|Sand lizard (Lacerta agilis)|
The Lacertidae are the family of the wall lizards, true lizards, or sometimes simply lacertas, which are native to Europe, Africa, and Asia. The group includes the genus Lacerta, which contains some of the most commonly seen lizard species in Europe. It is a diverse family with at least 300 species in 39 genera.
The European and Mediterranean species of lacertids live mainly in forest and scrub habitats.Eremias and Ophisops species replace these in the grassland and desert habitats of Asia. African species usually live in rocky, arid areas. Holaspis species are among the few arboreal lacertids, and its two species, Holaspis guentheri and Holaspis laevis, are gliders (although apparently poor ones), using their broad tail and flattened body as an aerofoil.

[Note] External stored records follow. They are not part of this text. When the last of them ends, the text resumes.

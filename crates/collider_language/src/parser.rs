//! Parser for the collider rule language.
//!
//! A recursive-descent parser over the lexer's token sequence. Each source
//! line is parsed independently: a grammar violation yields a [`ParseError`]
//! for that line, which is logged, and parsing resumes on the next line.
//!
//! ```text
//! line                 := (EOL | POUND) | EOF | statement (EOL | EOF | POUND)
//! statement            := groupDeclaration | collisionDeclaration
//! groupDeclaration     := KEY_GROUP QUOTE STRING_LIT QUOTE OPEN_BRACE operandList CLOSE_BRACE
//! operandList          := ε | operand (COMMA operand)*
//! operand              := [DOLLAR_SIGN] STRING_LIT
//! collisionDeclaration := operand operator operand
//! operator             := GREATER_THAN | LESS_THAN | EQUAL | TILDE | X
//! ```

use collider_foundation::{Error, ErrorKind};
use thiserror::Error;
use tracing::warn;

use crate::ast::{CollisionDeclaration, GroupDeclaration, Operand, Operator, Statement};
use crate::lexer::Lexer;
use crate::span::Span;
use crate::token::{Token, TokenKind};

/// A grammar violation on a single line.
#[derive(Clone, Debug, PartialEq, Eq, Error)]
#[error("unexpected {} found on line {}: {message}", found.name(), span.line)]
pub struct ParseError {
    /// What the grammar expected.
    pub message: String,
    /// Kind of the offending token.
    pub found: TokenKind,
    /// Location of the offending token.
    pub span: Span,
}

impl ParseError {
    /// Returns the 1-based source line of the offending token.
    #[must_use]
    pub const fn line(&self) -> u32 {
        self.span.line
    }
}

impl From<ParseError> for Error {
    fn from(err: ParseError) -> Self {
        Error::new(ErrorKind::Syntax {
            message: err.message,
            found: err.found.name().to_string(),
            line: err.span.line,
            column: err.span.column,
        })
    }
}

/// Output of a full parse.
#[derive(Clone, Debug, Default, PartialEq, Eq)]
pub struct Parsed {
    /// Well-formed statements in source order.
    pub statements: Vec<Statement>,
    /// Syntax errors, one per rejected line, in source order.
    pub errors: Vec<ParseError>,
}

/// Parser for collider source.
pub struct Parser<'t> {
    /// Tokens being parsed.
    tokens: &'t [Token],
    /// Index of the current token.
    cursor: usize,
    /// Stands in for `Eof` when the token sequence was truncated.
    end: Token,
}

impl<'t> Parser<'t> {
    /// Creates a new parser over a token sequence.
    ///
    /// The sequence normally ends in `Eof`; a truncated sequence is parsed
    /// up to its last token.
    #[must_use]
    pub fn new(tokens: &'t [Token]) -> Self {
        let line = tokens.last().map_or(1, |token| token.span.line + 1);
        Self {
            tokens,
            cursor: 0,
            end: Token::eof(Span::new(line, 1)),
        }
    }

    /// Parses every line.
    ///
    /// Each syntax error is logged and recorded, and the rest of its line is
    /// discarded. The returned statements contain one entry per accepted line.
    pub fn parse_statements(&mut self) -> Parsed {
        let mut parsed = Parsed::default();
        while !self.check(TokenKind::Eof) {
            match self.parse_line() {
                Ok(statement) => parsed.statements.push(statement),
                Err(err) => {
                    warn!(line = err.line(), column = err.span.column, "{err}");
                    parsed.errors.push(err);
                    self.synchronize();
                }
            }
        }
        parsed
    }

    /// Parses a single line.
    ///
    /// # Errors
    /// Returns a [`ParseError`] if the line violates the grammar. The cursor
    /// is left on the offending token.
    pub fn parse_line(&mut self) -> Result<Statement, ParseError> {
        if self.match_kind(TokenKind::Eol) {
            return Ok(Statement::Empty);
        }
        if self.match_kind(TokenKind::Pound) {
            self.match_kind(TokenKind::Eol);
            return Ok(Statement::Empty);
        }
        if self.check(TokenKind::Eof) {
            // Leave the cursor so the caller's loop terminates
            return Ok(Statement::Empty);
        }

        let statement = self.parse_statement()?;
        match self.peek().kind {
            TokenKind::Eol => self.advance(),
            TokenKind::Pound => {
                self.advance();
                self.match_kind(TokenKind::Eol);
            }
            TokenKind::Eof => {}
            _ => {
                return Err(self.error(
                    "expected a new line, end of file, or comment marker at the end of a complete statement",
                ));
            }
        }
        Ok(statement)
    }

    /// Parses a statement: `groupDeclaration | collisionDeclaration`.
    fn parse_statement(&mut self) -> Result<Statement, ParseError> {
        match self.peek().kind {
            TokenKind::StringLit | TokenKind::DollarSign => {
                self.parse_collision().map(Statement::Collision)
            }
            TokenKind::KeyGroup => self.parse_group().map(Statement::Group),
            _ => Err(self.error("expected a collision declaration or group declaration")),
        }
    }

    /// Parses `group "Name" {operands}`.
    fn parse_group(&mut self) -> Result<GroupDeclaration, ParseError> {
        let span = self.peek().span;
        self.expect(
            TokenKind::KeyGroup,
            "group declarations must start with the keyword 'group'",
        )?;
        self.expect(
            TokenKind::Quote,
            "group names must be specified in quotations, missing opening '\"'",
        )?;
        let name = self.parse_string_literal()?.text.clone();
        self.expect(
            TokenKind::Quote,
            "group names must be specified in quotations, missing closing '\"'",
        )?;
        self.expect(
            TokenKind::OpenBrace,
            "group contents must be declared in braces, missing '{'",
        )?;
        let operands = self.parse_operand_list()?;
        self.expect(
            TokenKind::CloseBrace,
            "group contents must be declared in braces, missing '}'",
        )?;
        Ok(GroupDeclaration {
            name,
            operands,
            span,
        })
    }

    /// Parses `ε | operand (COMMA operand)*`.
    fn parse_operand_list(&mut self) -> Result<Vec<Operand>, ParseError> {
        let mut operands = Vec::new();
        if self.check(TokenKind::CloseBrace) {
            return Ok(operands);
        }
        loop {
            operands.push(self.parse_operand()?);
            if !self.match_kind(TokenKind::Comma) {
                return Ok(operands);
            }
        }
    }

    /// Parses `[DOLLAR_SIGN] STRING_LIT`.
    fn parse_operand(&mut self) -> Result<Operand, ParseError> {
        let is_group_reference = self.match_kind(TokenKind::DollarSign);
        let token = self.parse_string_literal()?;
        Ok(Operand {
            is_group_reference,
            literal: token.text.clone(),
            span: token.span,
        })
    }

    /// Parses `operand operator operand`.
    fn parse_collision(&mut self) -> Result<CollisionDeclaration, ParseError> {
        let left = self.parse_operand()?;
        let operator = self.parse_operator()?;
        let right = self.parse_operand()?;
        Ok(CollisionDeclaration {
            left,
            operator,
            right,
        })
    }

    /// Parses one of `> < = ~ x`.
    fn parse_operator(&mut self) -> Result<Operator, ParseError> {
        match Operator::from_token_kind(self.peek().kind) {
            Some(operator) => {
                self.advance();
                Ok(operator)
            }
            None => Err(self.error(
                "an operator is required in collision declarations, use one of: >, <, =, ~, x",
            )),
        }
    }

    /// Consumes a string literal and returns its token.
    fn parse_string_literal(&mut self) -> Result<&'t Token, ParseError> {
        let tokens = self.tokens;
        match tokens.get(self.cursor) {
            Some(token) if token.kind == TokenKind::StringLit => {
                self.advance();
                Ok(token)
            }
            _ => Err(self.error("expected a string literal")),
        }
    }

    /// Discards the rest of the current line, including its end of line.
    fn synchronize(&mut self) {
        while !self.check(TokenKind::Eol) && !self.check(TokenKind::Eof) {
            self.advance();
        }
        self.match_kind(TokenKind::Eol);
    }

    /// Returns the current token.
    fn peek(&self) -> &Token {
        self.tokens.get(self.cursor).unwrap_or(&self.end)
    }

    /// Advances past the current token, stopping at the end of input.
    fn advance(&mut self) {
        if self.cursor < self.tokens.len() && self.peek().kind != TokenKind::Eof {
            self.cursor += 1;
        }
    }

    /// Returns true if the current token has the given kind.
    fn check(&self, kind: TokenKind) -> bool {
        self.peek().kind == kind
    }

    /// Consumes the current token if it has the given kind.
    fn match_kind(&mut self, kind: TokenKind) -> bool {
        if self.check(kind) {
            self.advance();
            true
        } else {
            false
        }
    }

    /// Consumes a token of the given kind or fails with `message`.
    fn expect(&mut self, kind: TokenKind, message: &str) -> Result<(), ParseError> {
        if self.match_kind(kind) {
            Ok(())
        } else {
            Err(self.error(message))
        }
    }

    /// Creates a parse error at the current token.
    fn error(&self, message: &str) -> ParseError {
        let token = self.peek();
        ParseError {
            message: message.to_string(),
            found: token.kind,
            span: token.span,
        }
    }
}

/// Tokenizes and parses in-memory source.
#[must_use]
pub fn parse(source: &str) -> Parsed {
    let tokens = Lexer::tokenize_all(source);
    Parser::new(&tokens).parse_statements()
}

Lacertids are small or medium-sized lizards. Most species are less than 9 cm long, excluding the tail, although the largest living species, Gallotia stehlini, reaches 46 cm, and some extinct forms were larger still. They are primarily insectivorous. An exception is Meroles anchietae, one of the few wall lizards that regularly eat seeds – an appropriate food for a lizard of the harsh Namib Desert.
Lacertids are remarkably similar in form, with slender bodies and long tails, but have highly varied patterns and colours, even within the same species. Their scales are large on the head, which often also has osteoderms, small and granular on the back, and rectangular on the underside. Most species are sexually dimorphic, with the males and females having different patterns.
The latest extensive phylogenetic lacertid tree was made by Baeckens et al. in 2015.